[Dataset entries]
+ + + + +

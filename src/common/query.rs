// src/common/query.rs

use std::collections::HashMap;
use std::fmt;

use sqlx::postgres::{PgArguments, PgRow};
use sqlx::query::{Query, QueryAs};
use sqlx::Postgres;
use uuid::Uuid;

use crate::common::{error::AppError, helper::hash_password};

/// Valor tipado que será enviado ao Postgres como parâmetro posicional.
///
/// Os NULLs carregam o tipo da coluna (`Text(None)`, `Integer(None)`...) para
/// que o Postgres não precise adivinhar o tipo do parâmetro.
#[derive(Clone, PartialEq)]
pub enum SqlValue {
    Text(Option<String>),
    Integer(Option<i32>),
    BigInt(i64),
    Uuid(Option<Uuid>),
    /// Texto puro que vira hash bcrypt em `seal_secrets`, antes do bind.
    Secret(String),
}

// Nunca imprimir segredos nos logs
impl fmt::Debug for SqlValue {
    fn fmt(&self, f: &mut fmt::Formatter<'_>) -> fmt::Result {
        match self {
            SqlValue::Text(v) => f.debug_tuple("Text").field(v).finish(),
            SqlValue::Integer(v) => f.debug_tuple("Integer").field(v).finish(),
            SqlValue::BigInt(v) => f.debug_tuple("BigInt").field(v).finish(),
            SqlValue::Uuid(v) => f.debug_tuple("Uuid").field(v).finish(),
            SqlValue::Secret(_) => f.write_str("Secret(***)"),
        }
    }
}

impl From<&str> for SqlValue {
    fn from(value: &str) -> Self {
        SqlValue::Text(Some(value.to_string()))
    }
}

impl From<String> for SqlValue {
    fn from(value: String) -> Self {
        SqlValue::Text(Some(value))
    }
}

impl From<Option<String>> for SqlValue {
    fn from(value: Option<String>) -> Self {
        SqlValue::Text(value)
    }
}

impl From<i32> for SqlValue {
    fn from(value: i32) -> Self {
        SqlValue::Integer(Some(value))
    }
}

impl From<i64> for SqlValue {
    fn from(value: i64) -> Self {
        SqlValue::BigInt(value)
    }
}

impl From<Uuid> for SqlValue {
    fn from(value: Uuid) -> Self {
        SqlValue::Uuid(Some(value))
    }
}

/// Reescreve `:nome` em `$n` e devolve os argumentos na mesma ordem.
///
/// As posições saem de uma única passada pelo texto do template, na ordem em
/// que os nomes aparecem; repetir um nome reaproveita a posição já atribuída.
/// Casts (`::text`) e literais entre aspas simples ficam intactos.
pub fn bind_named(
    template: &str,
    params: &HashMap<&str, SqlValue>,
) -> Result<(String, Vec<SqlValue>), AppError> {
    let mut query = String::with_capacity(template.len());
    let mut args: Vec<SqlValue> = Vec::new();
    let mut positions: HashMap<&str, usize> = HashMap::new();

    let bytes = template.as_bytes();
    let mut in_literal = false;
    let mut i = 0;

    while i < bytes.len() {
        let c = bytes[i];

        if c == b'\'' {
            in_literal = !in_literal;
            query.push('\'');
            i += 1;
            continue;
        }

        if in_literal || c != b':' {
            // Copia o caractere inteiro (pode ser multibyte)
            let ch = template[i..].chars().next().unwrap_or_default();
            query.push(ch);
            i += ch.len_utf8().max(1);
            continue;
        }

        // `::tipo` é cast do Postgres, não placeholder
        if bytes.get(i + 1) == Some(&b':') {
            query.push_str("::");
            i += 2;
            continue;
        }

        let start = i + 1;
        let mut end = start;
        while end < bytes.len() && (bytes[end].is_ascii_alphanumeric() || bytes[end] == b'_') {
            end += 1;
        }

        if end == start {
            query.push(':');
            i += 1;
            continue;
        }

        let name = &template[start..end];
        let position = match positions.get(name) {
            Some(position) => *position,
            None => {
                let value = params
                    .get(name)
                    .ok_or_else(|| AppError::UnboundParameter(name.to_string()))?;
                args.push(value.clone());
                positions.insert(name, args.len());
                args.len()
            }
        };

        query.push('$');
        query.push_str(&position.to_string());
        i = end;
    }

    Ok((query, args))
}

/// Troca cada `SqlValue::Secret` pelo hash bcrypt correspondente.
pub async fn seal_secrets(args: Vec<SqlValue>) -> Result<Vec<SqlValue>, AppError> {
    let mut sealed = Vec::with_capacity(args.len());
    for arg in args {
        sealed.push(match arg {
            SqlValue::Secret(plain) => SqlValue::Text(Some(hash_password(plain).await?)),
            other => other,
        });
    }
    Ok(sealed)
}

pub fn bind_query<'q>(
    mut query: Query<'q, Postgres, PgArguments>,
    args: Vec<SqlValue>,
) -> Query<'q, Postgres, PgArguments> {
    for arg in args {
        query = match arg {
            SqlValue::Text(v) => query.bind(v),
            SqlValue::Integer(v) => query.bind(v),
            SqlValue::BigInt(v) => query.bind(v),
            SqlValue::Uuid(v) => query.bind(v),
            // `seal_secrets` roda antes; se chegar aqui, nunca mandamos o texto puro
            SqlValue::Secret(_) => query.bind(None::<String>),
        };
    }
    query
}

pub fn bind_query_as<'q, O>(
    mut query: QueryAs<'q, Postgres, O, PgArguments>,
    args: Vec<SqlValue>,
) -> QueryAs<'q, Postgres, O, PgArguments>
where
    O: for<'r> sqlx::FromRow<'r, PgRow>,
{
    for arg in args {
        query = match arg {
            SqlValue::Text(v) => query.bind(v),
            SqlValue::Integer(v) => query.bind(v),
            SqlValue::BigInt(v) => query.bind(v),
            SqlValue::Uuid(v) => query.bind(v),
            SqlValue::Secret(_) => query.bind(None::<String>),
        };
    }
    query
}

+ + + + +

■ **What the task requires**:
What lines above contain the word "PgRow"? Please copy each one.

■ **Solution to this problem**:
use sqlx::postgres::{PgArguments, PgRow};
    O: for<'r> sqlx::FromRow<'r, PgRow>,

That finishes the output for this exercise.